然后,将酶切产物在1%琼脂糖凝胶上以120V电压电泳30min。Then, the digested products were electrophoresed on 1% agarose gel at 120V for 30min.
从琼脂糖凝胶上切下DNA片段,用胶回收试剂盒(天根生化科技(北京)有限公司,DP209)并依据该厂家提供的说明进行回收,最终用超纯水进行洗脱。所述DNA片段即为包含以上各Cas蛋白的编码基因的线性化质粒pAAV2_Cas12_ITR。DNA fragments were excised from the agarose gel, recovered with a gel recovery kit (Tiangen Biochemical Technology (Beijing) Co., Ltd., DP209) according to the instructions provided by the manufacturer, and finally eluted with ultrapure water. The DNA fragment is the linearized plasmid pAAV2_Cas12_ITR comprising the coding genes of the above Cas proteins.
将回收的线性化质粒pAAV2_Cas12-hU6-sgRNA_ITR用NanoDrop TM Lite分光光度计NanoDrop(Thermo Scientific)测定DNA浓度,备用或置于-20℃进行长期保存。 The DNA concentration of the recovered linearized plasmid pAAV2_Cas12-hU6-sgRNA_ITR was measured with a NanoDrop TM Lite spectrophotometer NanoDrop (Thermo Scientific), and stored at -20°C for long-term storage.

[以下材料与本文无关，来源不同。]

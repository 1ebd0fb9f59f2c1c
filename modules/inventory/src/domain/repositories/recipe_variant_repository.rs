// RecipeVariantRepository trait - persistence port for RecipeVariant

use async_trait::async_trait;

use crate::domain::entities::RecipeVariant;
use crate::domain::value_objects::RecipeVariantId;
use crate::InventoryError;
use tenancy::TenantId;

#[async_trait]
pub trait RecipeVariantRepository: Send + Sync {
    async fn save(&self, variant: &RecipeVariant) -> Result<(), InventoryError>;

    async fn find_by_id(
        &self,
        tenant_id: TenantId,
        id: RecipeVariantId,
    ) -> Result<Option<RecipeVariant>, InventoryError>;

    async fn find_by_ids(
        &self,
        tenant_id: TenantId,
        ids: &[RecipeVariantId],
    ) -> Result<Vec<RecipeVariant>, InventoryError>;
}
// VariantType value object - the category of a RecipeVariant / MenuVariation

use serde::{Deserialize, Serialize};
use std::fmt;
use std::str::FromStr;

use crate::InventoryError;

#[derive(Debug, Clone, Copy, PartialEq, Eq, Serialize, Deserialize)]
#[serde(rename_all = "lowercase")]
pub enum VariantType {
    Size,
    Crust,
    Flavor,
    Addon,
    Combo,
    Custom,
}

impl VariantType {
    pub fn is_size(&self) -> bool {
        matches!(self, VariantType::Size)
    }
}

impl fmt::Display for VariantType {
    fn fmt(&self, f: &mut fmt::Formatter<'_>) -> fmt::Result {
        let s = match self {
            VariantType::Size => "size",
            VariantType::Crust => "crust",
            VariantType::Flavor => "flavor",
            VariantType::Addon => "addon",
            VariantType::Combo => "combo",
            VariantType::Custom => "custom",
        };
        write!(f, "{}", s)
    }
}

impl FromStr for VariantType {
    type Err = InventoryError;

    fn from_str(s: &str) -> Result<Self, Self::Err> {
        match s {
            "size" => Ok(VariantType::Size),
            "crust" => Ok(VariantType::Crust),
            "flavor" => Ok(VariantType::Flavor),
            "addon" => Ok(VariantType::Addon),
            "combo" => Ok(VariantType::Combo),
            "custom" => Ok(VariantType::Custom),
            _ => Err(InventoryError::InvalidVariantType),
        }
    }
}
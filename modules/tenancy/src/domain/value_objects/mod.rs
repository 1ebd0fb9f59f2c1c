mod tenant_id;

pub use tenant_id::TenantId;
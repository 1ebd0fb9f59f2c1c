//! Application layer for the till module: DTOs and use cases for the
//! till-session lifecycle (spec 4.5).

pub mod dtos;
pub mod use_cases;
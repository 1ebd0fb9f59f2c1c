pub mod pin_hasher;
mod till_token;

pub use till_token::{TillTokenClaims, TillTokenIssuer};
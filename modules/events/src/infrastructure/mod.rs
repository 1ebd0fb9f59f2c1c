// Infrastructure layer for the events module - an in-process publisher.
// A message-queue-backed sink is the concrete choice of whatever platform
// embeds this core; out of core scope (spec 1).

mod tracing_event_publisher;

pub use tracing_event_publisher::TracingEventPublisher;
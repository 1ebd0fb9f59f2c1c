//! Get current till session use case.

use std::sync::Arc;
use uuid::Uuid;

use tenancy::TenantHandle;

use crate::application::dtos::TillSessionResponse;
use crate::domain::repositories::TillSessionRepository;
use crate::TillError;
use identity::BranchId;
use pos_core::TerminalId;

/// Looks up the currently open till session for a branch/terminal scope
/// (spec 4.6 step 5's lookup path).
pub struct GetCurrentTillUseCase {
    till_repo: Arc<dyn TillSessionRepository>,
}

impl GetCurrentTillUseCase {
    pub fn new(till_repo: Arc<dyn TillSessionRepository>) -> Self {
        Self { till_repo }
    }

    pub async fn execute(
        &self,
        tenant: &TenantHandle,
        branch_id: Uuid,
        terminal_id: Option<Uuid>,
    ) -> Result<TillSessionResponse, TillError> {
        let branch_id = BranchId::from_uuid(branch_id);
        let terminal_id = terminal_id.map(TerminalId::from_uuid);

        let session = self
            .till_repo
            .find_open_by_terminal(tenant, branch_id, terminal_id)
            .await?
            .ok_or(TillError::NoOpenTill)?;

        Ok(TillSessionResponse::from(session))
    }
}
// PgActorRepository - reads the resolved principal (ActorContext) from the
// tenant's `staff` table and its branch scope assignments.

use async_trait::async_trait;
use sqlx::FromRow;
use tenancy::TenantHandle;
use uuid::Uuid;

use crate::domain::entities::{ActorContext, ActorStatus};
use crate::domain::repositories::ActorRepository;
use crate::domain::value_objects::{ActorId, BranchId};
use crate::IdentityError;

#[derive(FromRow)]
struct StaffRow {
    id: Uuid,
    is_active: bool,
    is_staff: bool,
}

pub struct PgActorRepository;

impl PgActorRepository {
    pub fn new() -> Self {
        Self
    }
}

impl Default for PgActorRepository {
    fn default() -> Self {
        Self::new()
    }
}

#[async_trait]
impl ActorRepository for PgActorRepository {
    async fn find_by_id(
        &self,
        tenant: &TenantHandle,
        id: ActorId,
    ) -> Result<Option<ActorContext>, IdentityError> {
        let row: Option<StaffRow> = sqlx::query_as(
            r#"
            SELECT id, is_active, is_staff
            FROM staff
            WHERE id = $1
            "#,
        )
        .bind(id.into_uuid())
        .fetch_optional(tenant.pool())
        .await?;

        let Some(row) = row else {
            return Ok(None);
        };

        let branch_rows: Vec<(Uuid,)> = sqlx::query_as(
            r#"
            SELECT branch_id
            FROM staff_branch_scopes
            WHERE staff_id = $1
            "#,
        )
        .bind(id.into_uuid())
        .fetch_all(tenant.pool())
        .await?;

        let home_branches = branch_rows
            .into_iter()
            .map(|(branch_id,)| BranchId::from_uuid(branch_id))
            .collect();

        let status = if row.is_active {
            ActorStatus::Active
        } else {
            ActorStatus::Suspended
        };

        Ok(Some(ActorContext::new(
            ActorId::from_uuid(row.id),
            tenant.tenant_id(),
            status,
            row.is_staff,
            home_branches,
        )))
    }
}
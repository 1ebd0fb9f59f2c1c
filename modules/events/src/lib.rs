// Events module - the postflight notification surface for the order-commit
// transaction (spec 4.6).
//
// Receipt rendering, loyalty integration, and any other downstream consumer
// are out of core scope; this crate only carries the `order.committed`
// event shape and the `EventPublisher` port the commit use case calls
// best-effort, after its own transaction has already committed.
//
// Clean Architecture layers:
// - domain: the event payloads and the publisher port
// - infrastructure: an in-process publisher that logs via `tracing`

pub mod domain;
pub mod infrastructure;

mod error;

pub use error::{ErrorKind, EventError};

pub use domain::events::{DomainEvent, OrderCommitted};
pub use domain::services::EventPublisher;

pub use infrastructure::TracingEventPublisher;
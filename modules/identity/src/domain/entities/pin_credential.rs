//! PinCredential - a staff member's PIN login record (spec 4.5, PIN-login variant).
//!
//! The PIN itself is never stored; only `pin_key`, the deterministic keyed
//! HMAC digest of the PIN under the process pepper, is persisted. Lookups
//! go key -> credential, never credential -> plaintext PIN.

use chrono::{DateTime, Utc};
use serde::{Deserialize, Serialize};
use tenancy::TenantId;
use uuid::{NoContext, Timestamp, Uuid};

use crate::domain::value_objects::ActorId;
use crate::IdentityError;

#[derive(Debug, Clone, Copy, PartialEq, Eq, Hash, Serialize, Deserialize)]
pub struct PinCredentialId(Uuid);

impl PinCredentialId {
    pub fn new() -> Self {
        Self(Uuid::new_v7(Timestamp::now(NoContext)))
    }

    pub fn from_uuid(uuid: Uuid) -> Self {
        Self(uuid)
    }

    pub fn into_uuid(self) -> Uuid {
        self.0
    }
}

impl Default for PinCredentialId {
    fn default() -> Self {
        Self::new()
    }
}

#[derive(Debug, Clone, Serialize, Deserialize)]
pub struct PinCredential {
    id: PinCredentialId,
    tenant_id: TenantId,
    actor_id: ActorId,
    pin_key: String,
    failed_attempts: i32,
    locked_until: Option<DateTime<Utc>>,
    created_at: DateTime<Utc>,
    updated_at: DateTime<Utc>,
}

impl PinCredential {
    /// Creates a fresh PIN credential from a precomputed digest.
    pub fn create(tenant_id: TenantId, actor_id: ActorId, pin_key: String) -> Self {
        let now = Utc::now();
        Self {
            id: PinCredentialId::new(),
            tenant_id,
            actor_id,
            pin_key,
            failed_attempts: 0,
            locked_until: None,
            created_at: now,
            updated_at: now,
        }
    }

    #[allow(clippy::too_many_arguments)]
    pub fn reconstitute(
        id: PinCredentialId,
        tenant_id: TenantId,
        actor_id: ActorId,
        pin_key: String,
        failed_attempts: i32,
        locked_until: Option<DateTime<Utc>>,
        created_at: DateTime<Utc>,
        updated_at: DateTime<Utc>,
    ) -> Self {
        Self {
            id,
            tenant_id,
            actor_id,
            pin_key,
            failed_attempts,
            locked_until,
            created_at,
            updated_at,
        }
    }

    /// Returns the remaining minutes of lockout at `now`, or `None` if not locked.
    pub fn lock_remaining_minutes(&self, now: DateTime<Utc>) -> Option<i64> {
        self.locked_until.and_then(|until| {
            if until > now {
                Some(((until - now).num_seconds() + 59) / 60)
            } else {
                None
            }
        })
    }

    pub fn is_locked(&self, now: DateTime<Utc>) -> bool {
        self.lock_remaining_minutes(now).is_some()
    }

    /// Records a failed PIN attempt; locks the credential once `max_attempts`
    /// consecutive failures have accrued.
    pub fn record_failure(&mut self, max_attempts: i32, lock_minutes: i64) {
        self.failed_attempts += 1;
        if self.failed_attempts >= max_attempts {
            self.locked_until = Some(Utc::now() + chrono::Duration::minutes(lock_minutes));
        }
        self.updated_at = Utc::now();
    }

    pub fn record_success(&mut self) {
        self.failed_attempts = 0;
        self.locked_until = None;
        self.updated_at = Utc::now();
    }

    pub fn id(&self) -> PinCredentialId {
        self.id
    }

    pub fn tenant_id(&self) -> TenantId {
        self.tenant_id
    }

    pub fn actor_id(&self) -> ActorId {
        self.actor_id
    }

    pub fn pin_key(&self) -> &str {
        &self.pin_key
    }

    pub fn failed_attempts(&self) -> i32 {
        self.failed_attempts
    }

    pub fn locked_until(&self) -> Option<DateTime<Utc>> {
        self.locked_until
    }
}

/// Validates that a PIN string is 4-8 ASCII digits, per spec 4.5.
pub fn validate_pin_format(pin: &str) -> Result<(), IdentityError> {
    if (4..=8).contains(&pin.len()) && pin.chars().all(|c| c.is_ascii_digit()) {
        Ok(())
    } else {
        Err(IdentityError::InvalidPinFormat)
    }
}

#[cfg(test)]
mod tests {
    use super::*;

    #[test]
    fn validate_pin_format_accepts_four_to_eight_digits() {
        assert!(validate_pin_format("1234").is_ok());
        assert!(validate_pin_format("12345678").is_ok());
    }

    #[test]
    fn validate_pin_format_rejects_non_digits_and_bad_length() {
        assert!(validate_pin_format("123").is_err());
        assert!(validate_pin_format("123456789").is_err());
        assert!(validate_pin_format("12a4").is_err());
    }

    #[test]
    fn record_failure_locks_after_max_attempts() {
        let mut cred = PinCredential::create(TenantId::new(), ActorId::new(), "digest".into());
        cred.record_failure(3, 15);
        cred.record_failure(3, 15);
        assert!(!cred.is_locked(Utc::now()));
        cred.record_failure(3, 15);
        assert!(cred.is_locked(Utc::now()));
    }

    #[test]
    fn record_success_resets_lockout_state() {
        let mut cred = PinCredential::create(TenantId::new(), ActorId::new(), "digest".into());
        cred.record_failure(1, 15);
        assert!(cred.is_locked(Utc::now()));

        cred.record_success();
        assert!(!cred.is_locked(Utc::now()));
        assert_eq!(cred.failed_attempts(), 0);
    }

    #[test]
    fn lock_remaining_minutes_rounds_up() {
        let mut cred = PinCredential::create(TenantId::new(), ActorId::new(), "digest".into());
        cred.record_failure(1, 15);
        let remaining = cred.lock_remaining_minutes(Utc::now()).unwrap();
        assert!(remaining <= 15 && remaining > 0);
    }
}
pub mod auth;
pub mod entities;
pub mod repositories;
pub mod services;
pub mod value_objects;
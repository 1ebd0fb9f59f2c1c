// Order / OrderLine entities - the result of a committed order-commit
// transaction (spec 3, 4.6). An order is immutable after creation: every
// field below is captured once, at commit time, and the embedded lines
// carry *snapshots* (never references) of the menu item / variation data
// they were priced against, so later menu authoring never rewrites history.

use chrono::{DateTime, Utc};
use identity::{ActorId, BranchId};
use inventory::{RecipeId, RecipeVariantId, VariantType};
use pos_core::{TaxMode, TerminalId};
use rust_decimal::Decimal;
use till::TillSessionId;
use serde::{Deserialize, Serialize};
use tenancy::TenantId;

use crate::domain::value_objects::{MenuCategoryId, MenuItemId, MenuVariationId, OrderId, OrderPaymentMethod, OrderStatus};
use crate::CatalogError;

/// A copy of the selected variation's pricing/costing-relevant fields as
/// they stood at commit time (spec 4.6c).
#[derive(Debug, Clone, Serialize, Deserialize)]
pub struct SelectedVariationSnapshot {
    pub menu_variation_id: MenuVariationId,
    pub recipe_variant_id: Option<RecipeVariantId>,
    pub name: String,
    pub variant_type: VariantType,
    pub price_delta: Decimal,
    pub size_multiplier: Decimal,
    pub calculated_cost: Decimal,
}

/// One embedded line of a committed order (spec 3's `OrderLine`).
#[derive(Debug, Clone, Serialize, Deserialize)]
pub struct OrderLine {
    pub menu_item_id: MenuItemId,
    pub recipe_id_snapshot: Option<RecipeId>,
    pub selected_variations: Vec<SelectedVariationSnapshot>,
    pub name_snapshot: String,
    pub code_snapshot: String,
    pub category_id_snapshot: Option<MenuCategoryId>,
    pub quantity: Decimal,
    pub unit_price: Decimal,
    pub line_total: Decimal,
    pub calculated_cost: Decimal,
    pub price_includes_tax: bool,
    pub notes: Option<String>,
}

#[derive(Debug, Clone, Copy, Serialize, Deserialize)]
pub struct OrderTotals {
    pub sub_total: Decimal,
    pub tax_total: Decimal,
    pub discount: Decimal,
    pub grand_total: Decimal,
}

#[derive(Debug, Clone, Serialize, Deserialize)]
pub struct OrderPayment {
    pub method: OrderPaymentMethod,
    pub amount_paid: Decimal,
    pub change: Decimal,
    pub paid_at: Option<DateTime<Utc>>,
}

/// Tax posture in effect at commit time, captured so a later change to the
/// branch's tax configuration never rewrites a historical order's totals.
#[derive(Debug, Clone, Serialize, Deserialize)]
pub struct PricingSnapshot {
    pub currency: String,
    pub price_includes_tax: bool,
    pub tax_mode: TaxMode,
    pub tax_rate: Decimal,
}

#[derive(Debug, Clone, Serialize, Deserialize)]
pub struct Order {
    id: OrderId,
    tenant_id: TenantId,
    order_number: String,
    branch_id: BranchId,
    terminal_id: Option<TerminalId>,
    till_session_id: TillSessionId,
    staff_id: ActorId,
    status: OrderStatus,
    lines: Vec<OrderLine>,
    totals: OrderTotals,
    payment: OrderPayment,
    pricing_snapshot: PricingSnapshot,
    customer_name: Option<String>,
    customer_phone: Option<String>,
    notes: Option<String>,
    created_at: DateTime<Utc>,
    updated_at: DateTime<Utc>,
}

impl Order {
    /// Assembles a freshly-committed order. Called only from within the
    /// order-commit transaction (spec 4.6c), after the order number has
    /// been allocated and the status/change have been computed.
    #[allow(clippy::too_many_arguments)]
    pub fn commit(
        tenant_id: TenantId,
        order_number: String,
        branch_id: BranchId,
        terminal_id: Option<TerminalId>,
        till_session_id: TillSessionId,
        staff_id: ActorId,
        lines: Vec<OrderLine>,
        totals: OrderTotals,
        payment: OrderPayment,
        pricing_snapshot: PricingSnapshot,
        customer_name: Option<String>,
        customer_phone: Option<String>,
        notes: Option<String>,
    ) -> Self {
        let status = OrderStatus::from_payment(payment.amount_paid, totals.grand_total);
        let now = Utc::now();
        Self {
            id: OrderId::new(),
            tenant_id,
            order_number,
            branch_id,
            terminal_id,
            till_session_id,
            staff_id,
            status,
            lines,
            totals,
            payment,
            pricing_snapshot,
            customer_name,
            customer_phone,
            notes,
            created_at: now,
            updated_at: now,
        }
    }

    #[allow(clippy::too_many_arguments)]
    pub fn reconstitute(
        id: OrderId,
        tenant_id: TenantId,
        order_number: String,
        branch_id: BranchId,
        terminal_id: Option<TerminalId>,
        till_session_id: TillSessionId,
        staff_id: ActorId,
        status: OrderStatus,
        lines: Vec<OrderLine>,
        totals: OrderTotals,
        payment: OrderPayment,
        pricing_snapshot: PricingSnapshot,
        customer_name: Option<String>,
        customer_phone: Option<String>,
        notes: Option<String>,
        created_at: DateTime<Utc>,
        updated_at: DateTime<Utc>,
    ) -> Self {
        Self {
            id,
            tenant_id,
            order_number,
            branch_id,
            terminal_id,
            till_session_id,
            staff_id,
            status,
            lines,
            totals,
            payment,
            pricing_snapshot,
            customer_name,
            customer_phone,
            notes,
            created_at,
            updated_at,
        }
    }

    pub fn id(&self) -> OrderId {
        self.id
    }

    pub fn tenant_id(&self) -> TenantId {
        self.tenant_id
    }

    pub fn order_number(&self) -> &str {
        &self.order_number
    }

    pub fn branch_id(&self) -> BranchId {
        self.branch_id
    }

    pub fn terminal_id(&self) -> Option<TerminalId> {
        self.terminal_id
    }

    pub fn till_session_id(&self) -> TillSessionId {
        self.till_session_id
    }

    pub fn staff_id(&self) -> ActorId {
        self.staff_id
    }

    pub fn status(&self) -> OrderStatus {
        self.status
    }

    pub fn lines(&self) -> &[OrderLine] {
        &self.lines
    }

    pub fn totals(&self) -> OrderTotals {
        self.totals
    }

    pub fn payment(&self) -> &OrderPayment {
        &self.payment
    }

    pub fn pricing_snapshot(&self) -> &PricingSnapshot {
        &self.pricing_snapshot
    }

    pub fn customer_name(&self) -> Option<&str> {
        self.customer_name.as_deref()
    }

    pub fn customer_phone(&self) -> Option<&str> {
        self.customer_phone.as_deref()
    }

    pub fn notes(&self) -> Option<&str> {
        self.notes.as_deref()
    }

    pub fn created_at(&self) -> DateTime<Utc> {
        self.created_at
    }

    pub fn updated_at(&self) -> DateTime<Utc> {
        self.updated_at
    }

    /// Explicit status transition (spec 3: "subsequent status changes go
    /// through explicit transitions"); emitting the accompanying ledger
    /// entry is the caller's responsibility.
    pub fn void(&mut self) -> Result<(), CatalogError> {
        self.status.validate_void()?;
        self.status = OrderStatus::Void;
        self.updated_at = Utc::now();
        Ok(())
    }

    pub fn refund(&mut self) -> Result<(), CatalogError> {
        self.status.validate_refund()?;
        self.status = OrderStatus::Refunded;
        self.updated_at = Utc::now();
        Ok(())
    }
}

#[cfg(test)]
mod tests {
    use super::*;
    use rust_decimal_macros::dec;

    fn sample_totals() -> OrderTotals {
        OrderTotals {
            sub_total: dec!(17.00),
            tax_total: dec!(2.55),
            discount: dec!(0),
            grand_total: dec!(19.55),
        }
    }

    fn sample_pricing_snapshot() -> PricingSnapshot {
        PricingSnapshot {
            currency: "SAR".into(),
            price_includes_tax: false,
            tax_mode: TaxMode::Exclusive,
            tax_rate: dec!(15),
        }
    }

    #[test]
    fn commit_derives_paid_status_when_amount_paid_covers_grand_total() {
        let payment = OrderPayment {
            method: OrderPaymentMethod::Cash,
            amount_paid: dec!(20.00),
            change: dec!(0.45),
            paid_at: Some(Utc::now()),
        };
        let order = Order::commit(
            TenantId::new(),
            "DT-20260101-0001".into(),
            BranchId::new(),
            None,
            TillSessionId::new(),
            ActorId::new(),
            vec![],
            sample_totals(),
            payment,
            sample_pricing_snapshot(),
            None,
            None,
            None,
        );
        assert_eq!(order.status(), OrderStatus::Paid);
    }

    #[test]
    fn commit_derives_placed_status_when_underpaid() {
        let payment = OrderPayment {
            method: OrderPaymentMethod::Cash,
            amount_paid: dec!(19.54),
            change: dec!(0),
            paid_at: None,
        };
        let order = Order::commit(
            TenantId::new(),
            "DT-20260101-0002".into(),
            BranchId::new(),
            None,
            TillSessionId::new(),
            ActorId::new(),
            vec![],
            sample_totals(),
            payment,
            sample_pricing_snapshot(),
            None,
            None,
            None,
        );
        assert_eq!(order.status(), OrderStatus::Placed);
    }

    #[test]
    fn void_then_refund_is_rejected() {
        let payment = OrderPayment {
            method: OrderPaymentMethod::Cash,
            amount_paid: dec!(20.00),
            change: dec!(0.45),
            paid_at: Some(Utc::now()),
        };
        let mut order = Order::commit(
            TenantId::new(),
            "DT-20260101-0003".into(),
            BranchId::new(),
            None,
            TillSessionId::new(),
            ActorId::new(),
            vec![],
            sample_totals(),
            payment,
            sample_pricing_snapshot(),
            None,
            None,
            None,
        );
        order.void().unwrap();
        assert!(matches!(order.refund(), Err(CatalogError::InvalidOrderStatusTransition)));
    }
}
//! Close till session use case (spec 4.5).

use std::sync::Arc;

use tenancy::{TenantHandle, TenantId};
use uuid::Uuid;

use crate::application::dtos::{CashCountInput, CloseTillCommand, TillSessionResponse};
use crate::domain::entities::CashCount;
use crate::domain::repositories::{TillOrderLedgerReader, TillSessionRepository};
use crate::domain::value_objects::TillSessionId;
use crate::TillError;
use identity::{ActorId, TillTokenIssuer};

/// Closes an open till session, computing `systemClosingAmount` from the
/// order ledger and recording the variance against the cashier's declared
/// amount (spec 4.5 step 4).
pub struct CloseTillUseCase {
    till_repo: Arc<dyn TillSessionRepository>,
    ledger_reader: Arc<dyn TillOrderLedgerReader>,
    token_issuer: Arc<dyn TillTokenIssuer>,
}

impl CloseTillUseCase {
    pub fn new(
        till_repo: Arc<dyn TillSessionRepository>,
        ledger_reader: Arc<dyn TillOrderLedgerReader>,
        token_issuer: Arc<dyn TillTokenIssuer>,
    ) -> Self {
        Self {
            till_repo,
            ledger_reader,
            token_issuer,
        }
    }

    pub async fn execute(
        &self,
        tenant: &TenantHandle,
        tenant_id: TenantId,
        cmd: CloseTillCommand,
        staff_id: ActorId,
    ) -> Result<(TillSessionResponse, String), TillError> {
        let till_session_id = TillSessionId::from_uuid(cmd.till_session_id);

        let mut session = self
            .till_repo
            .find_by_id(tenant, till_session_id)
            .await?
            .ok_or(TillError::TillSessionNotFound(cmd.till_session_id))?;

        if session.staff_id() != staff_id {
            return Err(TillError::TillBelongsToOther);
        }

        let net_cash = self.ledger_reader.net_cash_received(tenant, till_session_id).await?;
        let system_closing_amount = session.opening_amount() + net_cash;

        let cash_counts: Vec<CashCount> = cmd
            .cash_counts
            .iter()
            .map(|c: &CashCountInput| CashCount {
                denomination: c.denomination,
                count: c.count,
            })
            .collect();

        session.close(cmd.declared_closing_amount, system_closing_amount, cash_counts, cmd.notes)?;

        self.till_repo.update(tenant, &session).await?;

        let token = self
            .token_issuer
            .issue(staff_id, tenant_id, None::<Uuid>)
            .map_err(|_| TillError::InvalidStatus)?;

        Ok((TillSessionResponse::from(session), token))
    }
}
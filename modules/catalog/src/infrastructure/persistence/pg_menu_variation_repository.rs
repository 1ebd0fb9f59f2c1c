// PostgreSQL MenuVariationRepository implementation

use async_trait::async_trait;
use sqlx::PgPool;
use tenancy::TenantId;
use uuid::Uuid;

use crate::domain::entities::MenuVariation;
use crate::domain::repositories::MenuVariationRepository;
use crate::domain::value_objects::{MenuItemId, MenuVariationId};
use crate::CatalogError;
use inventory::{RecipeVariantId, VariantType};

pub struct PgMenuVariationRepository {
    pool: PgPool,
}

impl PgMenuVariationRepository {
    pub fn new(pool: PgPool) -> Self {
        Self { pool }
    }
}

#[derive(sqlx::FromRow)]
struct MenuVariationRow {
    id: Uuid,
    menu_item_id: Uuid,
    name: String,
    variant_type: String,
    recipe_variant_id: Option<Uuid>,
    price_delta: rust_decimal::Decimal,
    size_multiplier: rust_decimal::Decimal,
    calculated_cost: rust_decimal::Decimal,
}

fn row_to_entity(row: MenuVariationRow) -> Result<MenuVariation, CatalogError> {
    Ok(MenuVariation::reconstitute(
        MenuVariationId::from_uuid(row.id),
        MenuItemId::from_uuid(row.menu_item_id),
        row.name,
        row.variant_type.parse::<VariantType>()?,
        row.recipe_variant_id.map(RecipeVariantId::from_uuid),
        row.price_delta,
        row.size_multiplier,
        row.calculated_cost,
    ))
}

const SELECT: &str = "SELECT id, menu_item_id, name, variant_type, recipe_variant_id, price_delta, \
                       size_multiplier, calculated_cost FROM menu_variations";

#[async_trait]
impl MenuVariationRepository for PgMenuVariationRepository {
    async fn save(&self, tenant_id: TenantId, variation: &MenuVariation) -> Result<(), CatalogError> {
        sqlx::query(
            r#"
            INSERT INTO menu_variations
                (id, tenant_id, menu_item_id, name, variant_type, recipe_variant_id, price_delta, size_multiplier, calculated_cost)
            VALUES ($1, $2, $3, $4, $5, $6, $7, $8, $9)
            ON CONFLICT (id) DO UPDATE SET
                name = EXCLUDED.name,
                variant_type = EXCLUDED.variant_type,
                recipe_variant_id = EXCLUDED.recipe_variant_id,
                price_delta = EXCLUDED.price_delta,
                size_multiplier = EXCLUDED.size_multiplier,
                calculated_cost = EXCLUDED.calculated_cost
            "#,
        )
        .bind(variation.id().into_uuid())
        .bind(tenant_id.into_uuid())
        .bind(variation.menu_item_id().into_uuid())
        .bind(variation.name())
        .bind(variation.variant_type().to_string())
        .bind(variation.recipe_variant_id().map(|v| v.into_uuid()))
        .bind(variation.price_delta())
        .bind(variation.size_multiplier())
        .bind(variation.calculated_cost())
        .execute(&self.pool)
        .await?;

        Ok(())
    }

    async fn find_by_menu_item(
        &self,
        tenant_id: TenantId,
        menu_item_id: MenuItemId,
    ) -> Result<Vec<MenuVariation>, CatalogError> {
        let rows = sqlx::query_as::<_, MenuVariationRow>(&format!("{SELECT} WHERE tenant_id = $1 AND menu_item_id = $2"))
            .bind(tenant_id.into_uuid())
            .bind(menu_item_id.into_uuid())
            .fetch_all(&self.pool)
            .await?;

        rows.into_iter().map(row_to_entity).collect()
    }

    async fn find_by_ids(
        &self,
        tenant_id: TenantId,
        ids: &[MenuVariationId],
    ) -> Result<Vec<MenuVariation>, CatalogError> {
        if ids.is_empty() {
            return Ok(Vec::new());
        }
        let ids: Vec<Uuid> = ids.iter().map(|id| id.into_uuid()).collect();
        let rows = sqlx::query_as::<_, MenuVariationRow>(&format!("{SELECT} WHERE tenant_id = $1 AND id = ANY($2)"))
            .bind(tenant_id.into_uuid())
            .bind(&ids)
            .fetch_all(&self.pool)
            .await?;

        rows.into_iter().map(row_to_entity).collect()
    }
}
// OrderCommitted - emitted once an order-commit transaction has committed
// (spec 4.6 postflight). Consumers: receipt rendering, loyalty integration
// (both out of core scope); this crate only carries the payload shape.

use chrono::{DateTime, Utc};
use rust_decimal::Decimal;
use serde::{Deserialize, Serialize};
use uuid::Uuid;

#[derive(Debug, Clone, Serialize, Deserialize)]
pub struct OrderCommitted {
    pub tenant_id: Uuid,
    pub branch_id: Uuid,
    pub order_id: Uuid,
    pub order_number: String,
    pub till_session_id: Option<Uuid>,
    pub status: String,
    pub grand_total: Decimal,
    pub currency: String,
    pub committed_at: DateTime<Utc>,
}
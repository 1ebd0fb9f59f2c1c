mod pg_tenant_registry;

pub use pg_tenant_registry::PgTenantRegistry;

(5)质粒pAAV2_Cas12-hU6-sgRNA_ITR的制备(5) Preparation of plasmid pAAV2_Cas12-hU6-sgRNA_ITR
设计gRNA(GGAUAUGUUGAAGAACACCAUGAC),并在设计的gRNA序列用的正义链和反义链上分别加上线性化质粒pAAV2_Cas12-hU6-sgRNA_ITR两侧对应的粘性末端序列,并合成两条寡核苷酸单链DNA,这两条寡核苷酸单链DNA的具体序列如下:Design gRNA (GGAUAUGUUGAAGAACACCAUGAC), and add cohesive end sequences corresponding to both sides of the linearized plasmid pAAV2_Cas12-hU6-sgRNA_ITR on the sense strand and antisense strand of the designed gRNA sequence, and synthesize two oligonucleotide single strands DNA, the specific sequence of these two oligonucleotide single-stranded DNA is as follows:
Oligo-F:GGATATGTTGAAGAACACCATGACOligo-F: GGATATGTTGAAGAACACCATGAC
Oligo-R:GTCATGGTGTTCTTCAACATATCCOligo-R: GTCATGGTGTTCTTCAACATATCC
其中,针对Cas12J-4、Cas12J-5、Cas12J-7、Cas12J-8、和Cas12J-9的Oligo-F的粘性末端分别为CGAC、GGAC、AGAC、AGAC和AGAC,针对所有Cas12蛋白的Oligo-R的粘性末端均为AAAA。Among them, the cohesive ends of Oligo-F for Cas12J-4, Cas12J-5, Cas12J-7, Cas12J-8, and Cas12J-9 are CGAC, GGAC, AGAC, AGAC, and AGAC, respectively, and Oligo-R for all Cas12 proteins The cohesive ends of both are AAAA.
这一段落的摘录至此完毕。